Guluzar, une lycéenne de Louise-Michel

Les parents et les profs en soutien

Une mère de famille présente à ses côtés embraye : « On vous soutient, on est là pour vous. Les parents sont présents, quelques- uns travaillent, mais on est là ! » Les applaudissements fusent. « Les gens sont vraiment remontés et déterminés », glisse Oumaïma, une des élèves en pointe de la lutte. Cela fait plusieurs jours que la colère monte à « Louise » : comment passer des épreuves déterminantes pour le bac alors que le mouvement social a privé les élèves de cours de maths ou d’anglais pendant un mois, alors que le programme et la forme des épreuves sont longtemps restés dans le flou ?

« La réforme a été mise en place à l’arrache, c’est totalement anarchique !, s’enflamme Oumaïma. Nos professeurs nous ont dit, dès le début de l’année, qu’ils manquaient d’informations par rapport aux E3C. La date devrait être connue depuis très longtemps. » Comme ses camarades, la lycéenne martèle : « Nous ne sommes pas prêts ! »

Une position que partagent les professeurs, à l’instar de Mathieu : « Nous sommes ici pour soutenir nos élèves. Ils se rendent compte à quel point ce nouveau bac est un moyen de les sélectionner dans la perspective de Parcoursup. Nos élèves savent que ces épreuves s’inscrivent dans une réforme du lycée que nous avons combattue et que nous continuons à combattre. »

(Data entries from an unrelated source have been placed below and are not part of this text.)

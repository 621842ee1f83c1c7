//! The cart record and its persisted form.

use std::collections::HashSet;

use serde::{Deserialize, Serialize};
use thiserror::Error;

use super::billing::BillingSummary;
use super::line::{CartLine, Product};
use crate::types::{ProductId, TaxPercent};

/// Reasons a persisted cart record is rejected.
#[derive(Debug, Error)]
pub enum CartParseError {
    /// Not JSON, or JSON of the wrong shape (including negative amounts).
    #[error("invalid cart JSON: {0}")]
    Json(#[from] serde_json::Error),

    /// A line was stored with quantity zero.
    #[error("line {0} has zero quantity")]
    ZeroQuantity(ProductId),

    /// Two lines share an id.
    #[error("duplicate line id {0}")]
    DuplicateId(ProductId),
}

/// Authoritative list of selected items plus the tax rate.
///
/// Lines keep insertion order, which is also display order. Ids are unique.
#[derive(Debug, Clone, PartialEq, Eq, Serialize)]
pub struct CartState {
    #[serde(rename = "items")]
    lines: Vec<CartLine>,
    #[serde(rename = "gstPercent")]
    tax_percent: TaxPercent,
}

/// Persisted record as read; absent fields are filled in by the caller.
#[derive(Deserialize)]
struct StoredCart {
    #[serde(default)]
    items: Vec<CartLine>,
    #[serde(rename = "gstPercent")]
    gst_percent: Option<TaxPercent>,
}

impl CartState {
    /// An empty cart at `tax_percent`.
    #[must_use]
    pub const fn empty(tax_percent: TaxPercent) -> Self {
        Self {
            lines: Vec::new(),
            tax_percent,
        }
    }

    /// Parse and validate a persisted record, using the standard GST rate
    /// when the record has none.
    ///
    /// # Errors
    ///
    /// Returns [`CartParseError`] if the text is not a valid cart record or
    /// violates a cart invariant.
    pub fn from_json(json: &str) -> Result<Self, CartParseError> {
        Self::from_json_or(json, TaxPercent::default())
    }

    /// Parse and validate a persisted record; a record without
    /// `gstPercent` gets `default_tax`.
    ///
    /// # Errors
    ///
    /// Same as [`CartState::from_json`].
    pub fn from_json_or(json: &str, default_tax: TaxPercent) -> Result<Self, CartParseError> {
        let stored: StoredCart = serde_json::from_str(json)?;
        let state = Self {
            lines: stored.items,
            tax_percent: stored.gst_percent.unwrap_or(default_tax),
        };

        let mut seen = HashSet::with_capacity(state.lines.len());
        for line in &state.lines {
            if line.quantity == 0 {
                return Err(CartParseError::ZeroQuantity(line.id.clone()));
            }
            if !seen.insert(&line.id) {
                return Err(CartParseError::DuplicateId(line.id.clone()));
            }
        }

        Ok(state)
    }

    /// Serialize to the persisted record.
    ///
    /// # Errors
    ///
    /// Returns an error only if serialization itself fails.
    pub fn to_json(&self) -> Result<String, serde_json::Error> {
        serde_json::to_string(self)
    }

    /// Lines in insertion order.
    #[must_use]
    pub fn lines(&self) -> &[CartLine] {
        &self.lines
    }

    /// Current tax rate.
    #[must_use]
    pub const fn tax_percent(&self) -> TaxPercent {
        self.tax_percent
    }

    /// The line for `id`, if present.
    #[must_use]
    pub fn line(&self, id: &ProductId) -> Option<&CartLine> {
        self.lines.iter().find(|line| &line.id == id)
    }

    /// Quantity held for `id`, or 0.
    #[must_use]
    pub fn quantity_of(&self, id: &ProductId) -> u32 {
        self.line(id).map_or(0, |line| line.quantity)
    }

    /// Total number of units across all lines.
    #[must_use]
    pub fn item_count(&self) -> u32 {
        self.lines
            .iter()
            .fold(0, |count, line| count.saturating_add(line.quantity))
    }

    /// Whether the cart has no lines.
    #[must_use]
    pub fn is_empty(&self) -> bool {
        self.lines.is_empty()
    }

    /// Billing breakdown at the current tax rate.
    #[must_use]
    pub fn billing(&self) -> BillingSummary {
        BillingSummary::compute(&self.lines, self.tax_percent)
    }

    // -------------------------------------------------------------------------
    // Mutations (the store wraps these with load/save/notify)
    // -------------------------------------------------------------------------

    pub(crate) fn add_one(&mut self, product: &Product) -> u32 {
        if let Some(line) = self.line_mut(&product.id) {
            line.quantity = line.quantity.saturating_add(1);
            return line.quantity;
        }
        self.lines.push(CartLine::from_product(product));
        1
    }

    pub(crate) fn remove_one(&mut self, id: &ProductId) -> u32 {
        let Some(line) = self.line_mut(id) else {
            return 0;
        };
        line.quantity = line.quantity.saturating_sub(1);
        let remaining = line.quantity;
        if remaining == 0 {
            self.delete(id);
        }
        remaining
    }

    pub(crate) fn set_quantity(&mut self, id: &ProductId, quantity: u32) -> u32 {
        if quantity == 0 {
            self.delete(id);
            return 0;
        }
        match self.line_mut(id) {
            Some(line) => {
                line.quantity = quantity;
                quantity
            }
            None => 0,
        }
    }

    pub(crate) fn upsert_quantity(&mut self, product: &Product, quantity: u32) -> u32 {
        if quantity == 0 {
            self.delete(&product.id);
            return 0;
        }
        match self.line_mut(&product.id) {
            Some(line) => line.quantity = quantity,
            None => self.lines.push(CartLine::with_quantity(product, quantity)),
        }
        quantity
    }

    pub(crate) fn delete(&mut self, id: &ProductId) {
        self.lines.retain(|line| &line.id != id);
    }

    pub(crate) const fn set_tax_percent(&mut self, tax_percent: TaxPercent) {
        self.tax_percent = tax_percent;
    }

    fn line_mut(&mut self, id: &ProductId) -> Option<&mut CartLine> {
        self.lines.iter_mut().find(|line| &line.id == id)
    }
}

impl Default for CartState {
    fn default() -> Self {
        Self::empty(TaxPercent::default())
    }
}
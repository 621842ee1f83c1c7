//! Core types for Poppin Deli.
//!
//! This module provides type-safe wrappers for common domain concepts.

pub mod id;
pub mod price;
pub mod status;

pub use id::*;
pub use price::{AmountError, CURRENCY_SYMBOL, MAX_TAX_PERCENT, Price, TaxPercent, round_money};
pub use status::*;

En filigrane, tous dénoncent ce nouveau bac qui instaure le fameux « bac local », une critique que l’on entend de lycée en lycée. « Un 14 à Bobigny aura toujours moins de valeur qu’un 14 à Paris, souffle Charlotte, une autre enseignante. Ça dévalorise aussi notre métier. On pensera inévitablement que les profs de Bobigny surnotent leurs élèves. »

Vendredi matin, la tension puis la délivrance

Autant de raisons qui ont poussé les lycéens à poursuivre et durcir le mouvement. Ce vendredi, l’établissement a été de nouveaux bloqué et des poubelles incendiées. Un noyau d’élèves avait même entrepris d’entrer par effraction dans l’établissement pour s’y faire entendre. Finalement, une réunion de crise a été organisée entre la direction de l’établissement, les enseignants et des représentants des élèves et le personnel du lycée a réussi à faire redescendre la tension.

« Ça a failli dégénérer. On nous a demandé de réunir dix élèves de première et terminale pour aller rencontrer le proviseur », raconte Oumaïma. Là, le chef d’établissement leur a annoncé sa décision de reporter les E3C à la rentrée, la semaine du 24 février. La négociation a ensuite achoppé sur la question du bac blanc des lycéens de terminale. Contrairement à ce que réclamaient ces derniers, les épreuves auront bien lieu mais les élèves ont obtenu qu’elles ne soient comptabilisées que dans les bulletins du troisième trimestre, afin de ne pas compromettre leurs dossiers Parcoursup.

De son côté, le rectorat n’a pas répondu pour l’heure à nos sollicitations.